[Problem]: Among the records below, find the line that has "warn!(agent = %agent.name(), timeout_ms"; from there, give the lines again exactly, and stop after the line that has "if let Some(ref u)".

Given entries START

//! Streaming turns.

use futures::stream::BoxStream;
use futures::StreamExt;
use tracing::{debug, warn};

use crate::error::ShimError;
use crate::types::*;
use crate::util::with_timeout;

use super::agent::ChatAgent;
use super::thread::AgentThread;

/// One item of a streamed turn.
#[derive(Debug, Clone, PartialEq)]
pub enum AgentStreamItem {
    /// Incremental assistant text, in production order.
    Fragment(String),
    /// Terminal item carrying the updated thread.
    Completed {
        message: ModelMessage,
        thread: AgentThread,
        usage: Usage,
    },
}

impl ChatAgent {
    /// Stream the reply to one user message.
    ///
    /// The stream yields [`AgentStreamItem::Fragment`]s as the backing
    /// service produces them and ends with exactly one
    /// [`AgentStreamItem::Completed`], or with one error. Tool calls are
    /// assembled from the stream, dispatched, and the conversation resumed
    /// in a new provider call. A gap longer than the fragment timeout ends
    /// the stream with [`ShimError::Timeout`]. Dropping the stream abandons
    /// the in-flight call.
    pub fn invoke_stream(
        &self,
        message: impl Into<String>,
        thread: Option<AgentThread>,
    ) -> BoxStream<'static, Result<AgentStreamItem, ShimError>> {
        let agent = self.clone();
        let user = ModelMessage::user(message);
        let base = thread.unwrap_or_default();

        let stream = async_stream::stream! {
            let limits = agent.limits().clone();
            let fragment_ms = limits.fragment_timeout.as_millis() as u64;
            let mut messages = agent.request_messages(Some(&base), &user);
            let mut turn = vec![user.clone()];
            let mut usage = Usage::default();

            for iteration in 0..limits.max_tool_iterations {
                let request = agent.provider_request(&messages);
                debug!(agent = %agent.name(), iteration, "invoke_stream: opening provider stream");

                // Retries only cover opening the stream; nothing has been
                // forwarded yet at this point.
                let opened = limits
                    .retry
                    .execute(|| {
                        with_timeout(limits.fragment_timeout, agent.provider().stream_text(&request))
                    })
                    .await;
                let mut deltas = match opened {
                    Ok(deltas) => deltas,
                    Err(e) => {
                        yield Err(e);
                        return;
                    }
                };

                let mut text = String::new();
                let mut assembler = ToolCallAssembler::default();
                let mut finished = false;

                loop {
                    let next = match tokio::time::timeout(limits.fragment_timeout, deltas.next()).await {
                        Ok(next) => next,
                        Err(_) => {
                            warn!(agent = %agent.name(), timeout_ms = fragment_ms, "no fragment within timeout");
                            yield Err(ShimError::Timeout(fragment_ms));
                            return;
                        }
                    };
                    let delta = match next {
                        Some(Ok(delta)) => delta,
                        Some(Err(e)) => {
                            yield Err(e);
                            return;
                        }
                        None => break,
                    };
                    match delta.event_type {
                        StreamEventType::TextDelta => {
                            if !delta.text.is_empty() {
                                text.push_str(&delta.text);
                                yield Ok(AgentStreamItem::Fragment(delta.text));
                            }
                        }
                        StreamEventType::ToolCallDelta => {
                            if let Some(ref call) = delta.tool_call {
                                assembler.push(call);
                            }
                        }
                        StreamEventType::Done => {
                            if let Some(ref u) = delta.usage {
                                usage.merge(u);
                            }
                            finished = true;
                            break;
                        }
                        StreamEventType::Error => {
                            yield Err(ShimError::Stream(delta.text));
                            return;
                        }
                    }
                }

                if !finished {
                    yield Err(ShimError::Stream("stream ended before completion".into()));
                    return;
                }

                if assembler.is_empty() {
                    if let Some(schema) = agent.output_schema() {
                        if let Err(e) = schema.coerce(&text) {
                            yield Err(e);
                            return;
                        }
                    }
                    let message = ModelMessage::assistant(text).with_name(agent.name());
                    turn.push(message.clone());
                    let thread = base.extended(turn);
                    yield Ok(AgentStreamItem::Completed { message, thread, usage });
                    return;
                }

                let calls = match assembler.finish() {
                    Ok(calls) => calls,
                    Err(e) => {
                        yield Err(e);
                        return;
                    }
                };
                let assistant = ModelMessage::assistant_tool_calls(text, &calls).with_name(agent.name());
                messages.push(assistant.clone());
                turn.push(assistant);

                for call in &calls {
                    let result = match agent.tools().invoke_for_model(call, limits.tool_error_policy).await {
                        Ok(result) => result,
                        Err(e) => {
                            yield Err(e);
                            return;
                        }
                    };
                    let message = ModelMessage::tool_result(result.tool_call_id, result.result, result.is_error);
                    messages.push(message.clone());
                    turn.push(message);
                }
            }

            yield Err(ShimError::ToolLoopLimit(limits.max_tool_iterations));
        };

        Box::pin(stream)
    }
}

Given entries END

[Answer box]:
                            warn!(agent = %agent.name(), timeout_ms = fragment_ms, "no fragment within timeout");
                            yield Err(ShimError::Timeout(fragment_ms));
                            return;
                        }
                    };
                    let delta = match next {
                        Some(Ok(delta)) => delta,
                        Some(Err(e)) => {
                            yield Err(e);
                            return;
                        }
                        None => break,
                    };
                    match delta.event_type {
                        StreamEventType::TextDelta => {
                            if !delta.text.is_empty() {
                                text.push_str(&delta.text);
                                yield Ok(AgentStreamItem::Fragment(delta.text));
                            }
                        }
                        StreamEventType::ToolCallDelta => {
                            if let Some(ref call) = delta.tool_call {
                                assembler.push(call);
                            }
                        }
                        StreamEventType::Done => {
                            if let Some(ref u) = delta.usage {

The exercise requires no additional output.